* _Required work_:
How does the data below read from its first line through the line containing "RecordMode::Update => entry.metadata"? Print those lines exactly.

Top of Input data

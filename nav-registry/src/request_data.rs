//! What each map side is showing, for the modal report windows.
//!
//! Layout: `map side -> layer type -> dataset -> variable -> RequestData`.

use chrono::{DateTime, Utc};
use log::debug;
use nav_core::map::{LayerType, MapSide, Quantum};
use serde::{Deserialize, Serialize};
use std::collections::BTreeMap;

/// Display parameters last used for a (dataset, variable) pair.
#[derive(Debug, PartialEq, Clone, Serialize, Deserialize)]
pub struct DisplayMetadata {
    pub quantum: Quantum,
    pub time: Option<DateTime<Utc>>,
    pub scale: String,
    pub display: String,
    pub colourmap: String,
    pub depth: u32,
}

/// One registry entry. `frequency` counts the views referencing the tuple.
#[derive(Debug, PartialEq, Clone, Serialize, Deserialize)]
pub struct RequestData {
    pub frequency: u32,
    #[serde(flatten)]
    pub metadata: DisplayMetadata,
}

/// How `record_use` treats an entry that already exists.
#[derive(Debug, PartialEq, Eq, Clone, Copy)]
pub enum RecordMode {
    /// Another use of the tuple: bump the frequency, keep the stored metadata.
    Count,
    /// Same use, new display parameters: overwrite metadata, keep the frequency.
    Update,
}

type VariableData = BTreeMap<String, RequestData>;
type DatasetData = BTreeMap<String, VariableData>;
type LayerData = BTreeMap<LayerType, DatasetData>;

#[derive(Debug, PartialEq, Clone, Default, Serialize, Deserialize)]
#[serde(transparent)]
pub struct RequestDataRegistry(BTreeMap<MapSide, LayerData>);

impl RequestDataRegistry {
    pub fn new() -> Self {
        Self::default()
    }

    pub fn record_use(
        &self,
        side: MapSide,
        layer_type: &LayerType,
        dataset: &str,
        variable: &str,
        metadata: &DisplayMetadata,
        mode: RecordMode,
    ) -> Self {
        let mut next = self.clone();
        let variables = next
            .0
            .entry(side)
            .or_default()
            .entry(layer_type.clone())
            .or_default()
            .entry(dataset.to_string())
            .or_default();
        match variables.get_mut(variable) {
            Some(entry) => match mode {
                RecordMode::Count => entry.frequency += 1,
                RecordMode::Update => entry.metadata = metadata.clone(),
            },
            None => {
                variables.insert(
                    variable.to_string(),
                    RequestData {
                        frequency: 1,
                        metadata: metadata.clone(),
                    },
                );
            }
        }
        debug!("request data {:?} {}/{}/{}/{}", mode, side, layer_type, dataset, variable);
        next
    }

    /// Retire the tuple entirely (regardless of frequency) and drop emptied
    /// dataset, layer type and map side levels. Missing tuples are ignored.
    pub fn remove_use(&self, side: MapSide, layer_type: &LayerType, dataset: &str, variable: &str) -> Self {
        if self.get(side, layer_type, dataset, variable).is_none() {
            return self.clone();
        }
        let mut next = self.clone();
        next.remove_in_place(side, layer_type, dataset, variable);
        debug!("request data - {}/{}/{}/{}", side, layer_type, dataset, variable);
        next
    }

    /// Retire `(dataset, variable)` under every layer type of `side`.
    pub fn remove_everywhere(&self, side: MapSide, dataset: &str, variable: &str) -> Self {
        let layer_types: Vec<LayerType> = match self.0.get(&side) {
            Some(layers) => layers.keys().cloned().collect(),
            None => return self.clone(),
        };
        let mut next = self.clone();
        for layer_type in &layer_types {
            next.remove_in_place(side, layer_type, dataset, variable);
        }
        next
    }

    fn remove_in_place(&mut self, side: MapSide, layer_type: &LayerType, dataset: &str, variable: &str) {
        let Some(layers) = self.0.get_mut(&side) else {
            return;
        };
        if let Some(datasets) = layers.get_mut(layer_type) {
            if let Some(variables) = datasets.get_mut(dataset) {
                variables.remove(variable);
                if variables.is_empty() {
                    datasets.remove(dataset);
                }
            }
            if datasets.is_empty() {
                layers.remove(layer_type);
            }
        }
        if layers.is_empty() {
            self.0.remove(&side);
        }
    }

    pub fn get(&self, side: MapSide, layer_type: &LayerType, dataset: &str, variable: &str) -> Option<&RequestData> {
        self.0.get(&side)?.get(layer_type)?.get(dataset)?.get(variable)
    }

    /// Flattened view of every entry on one side, in key order.
    pub fn entries(&self, side: MapSide) -> Vec<(&LayerType, &str, &str, &RequestData)> {
        let Some(layers) = self.0.get(&side) else {
            return Vec::new();
        };
        layers
            .iter()
            .flat_map(|(layer_type, datasets)| {
                datasets.iter().flat_map(move |(dataset, variables)| {
                    variables
                        .iter()
                        .map(move |(variable, data)| (layer_type, dataset.as_str(), variable.as_str(), data))
                })
            })
            .collect()
    }

    pub fn is_empty(&self) -> bool {
        self.0.is_empty()
    }
}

Bottom of Input data

* _Response box_:
filename nav-registry/src/request_data.rs
//! What each map side is showing, for the modal report windows.
//!
//! Layout: `map side -> layer type -> dataset -> variable -> RequestData`.

use chrono::{DateTime, Utc};
use log::debug;
use nav_core::map::{LayerType, MapSide, Quantum};
use serde::{Deserialize, Serialize};
use std::collections::BTreeMap;

/// Display parameters last used for a (dataset, variable) pair.
#[derive(Debug, PartialEq, Clone, Serialize, Deserialize)]
pub struct DisplayMetadata {
    pub quantum: Quantum,
    pub time: Option<DateTime<Utc>>,
    pub scale: String,
    pub display: String,
    pub colourmap: String,
    pub depth: u32,
}

/// One registry entry. `frequency` counts the views referencing the tuple.
#[derive(Debug, PartialEq, Clone, Serialize, Deserialize)]
pub struct RequestData {
    pub frequency: u32,
    #[serde(flatten)]
    pub metadata: DisplayMetadata,
}

/// How `record_use` treats an entry that already exists.
#[derive(Debug, PartialEq, Eq, Clone, Copy)]
pub enum RecordMode {
    /// Another use of the tuple: bump the frequency, keep the stored metadata.
    Count,
    /// Same use, new display parameters: overwrite metadata, keep the frequency.
    Update,
}

type VariableData = BTreeMap<String, RequestData>;
type DatasetData = BTreeMap<String, VariableData>;
type LayerData = BTreeMap<LayerType, DatasetData>;

#[derive(Debug, PartialEq, Clone, Default, Serialize, Deserialize)]
#[serde(transparent)]
pub struct RequestDataRegistry(BTreeMap<MapSide, LayerData>);

impl RequestDataRegistry {
    pub fn new() -> Self {
        Self::default()
    }

    pub fn record_use(
        &self,
        side: MapSide,
        layer_type: &LayerType,
        dataset: &str,
        variable: &str,
        metadata: &DisplayMetadata,
        mode: RecordMode,
    ) -> Self {
        let mut next = self.clone();
        let variables = next
            .0
            .entry(side)
            .or_default()
            .entry(layer_type.clone())
            .or_default()
            .entry(dataset.to_string())
            .or_default();
        match variables.get_mut(variable) {
            Some(entry) => match mode {
                RecordMode::Count => entry.frequency += 1,
                RecordMode::Update => entry.metadata = metadata.clone(),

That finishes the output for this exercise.